[ACTIVITY]:
Output only the lines below from the one containing "pub struct DieselRepository" to the one containing "id is unknown.", exactly as written, both ends kept.

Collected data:
=== Begin Enclosure ===

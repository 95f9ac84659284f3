use pushkind_common::db::{DbConnection, DbPool};
use pushkind_common::repository::errors::RepositoryResult;

use crate::domain::category::Category;
use crate::domain::product::{NewProduct, Product, ProductListQuery, UpdateProduct};
use crate::domain::review::{NewReview, Review, ReviewListQuery, UpdateReview};
use crate::domain::user::{NewUser, User};

pub mod category;
pub mod product;
pub mod review;
pub mod user;

#[cfg(test)]
pub mod mock;

#[derive(Clone)]
/// Diesel-backed repository implementation that wraps an r2d2 pool.
pub struct DieselRepository {
    pool: DbPool, // r2d2::Pool is cheap to clone
}

impl DieselRepository {
    /// Create a new repository using the provided connection pool.
    pub fn new(pool: DbPool) -> Self {
        Self { pool }
    }

    fn conn(&self) -> RepositoryResult<DbConnection> {
        Ok(self.pool.get()?)
    }
}

/// Read-only operations over product records.
pub trait ProductReader {
    /// Product with its category tags, `None` when the id is unknown.
    fn get_product_by_id(&self, id: i32) -> RepositoryResult<Option<Product>>;
    fn count_products(&self, query: &ProductListQuery) -> RepositoryResult<usize>;
    /// Products newest first, limited to the query window when one is set.
    fn list_products(&self, query: &ProductListQuery) -> RepositoryResult<Vec<Product>>;
}

/// Write operations over product records and their category associations.
pub trait ProductWriter {
    fn create_product(&self, new_product: &NewProduct) -> RepositoryResult<Product>;
    /// Replace the editable columns and the full association set.
    fn update_product(&self, product_id: i32, updates: &UpdateProduct)
    -> RepositoryResult<Product>;
    /// Remove the product along with its reviews and associations.
    fn delete_product(&self, product_id: i32) -> RepositoryResult<()>;
}

/// Read-only operations over category tags.
pub trait CategoryReader {
    fn list_categories(&self) -> RepositoryResult<Vec<Category>>;
}

/// Read-only operations over review records.
pub trait ReviewReader {
    fn get_review_by_id(&self, id: i32) -> RepositoryResult<Option<Review>>;
    fn count_reviews(&self, query: &ReviewListQuery) -> RepositoryResult<usize>;
    /// Reviews newest first, limited to the query window when one is set.
    fn list_reviews(&self, query: &ReviewListQuery) -> RepositoryResult<Vec<Review>>;
}

/// Write operations over review records.
pub trait ReviewWriter {
    fn create_review(&self, new_review: &NewReview) -> RepositoryResult<Review>;
    /// Insert a review written by `author`, creating the local account on
    /// first use. Both writes share one transaction.
    fn create_authored_review(
        &self,
        author: &NewUser,
        new_review: &NewReview,
    ) -> RepositoryResult<Review>;
    fn update_review(&self, review_id: i32, updates: &UpdateReview) -> RepositoryResult<Review>;
    fn delete_review(&self, review_id: i32) -> RepositoryResult<()>;
}

/// Lookup of local user mirrors.
pub trait UserReader {
    fn get_user_by_email(&self, email: &str) -> RepositoryResult<Option<User>>;
}

pub trait UserWriter {
    fn create_user(&self, new_user: &NewUser) -> RepositoryResult<User>;
}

=== End Enclosure ===

[ANSWER AREA]:
pub struct DieselRepository {
    pool: DbPool, // r2d2::Pool is cheap to clone
}

impl DieselRepository {
    /// Create a new repository using the provided connection pool.
    pub fn new(pool: DbPool) -> Self {
        Self { pool }
    }

    fn conn(&self) -> RepositoryResult<DbConnection> {
        Ok(self.pool.get()?)
    }
}

/// Read-only operations over product records.
pub trait ProductReader {
    /// Product with its category tags, `None` when the id is unknown.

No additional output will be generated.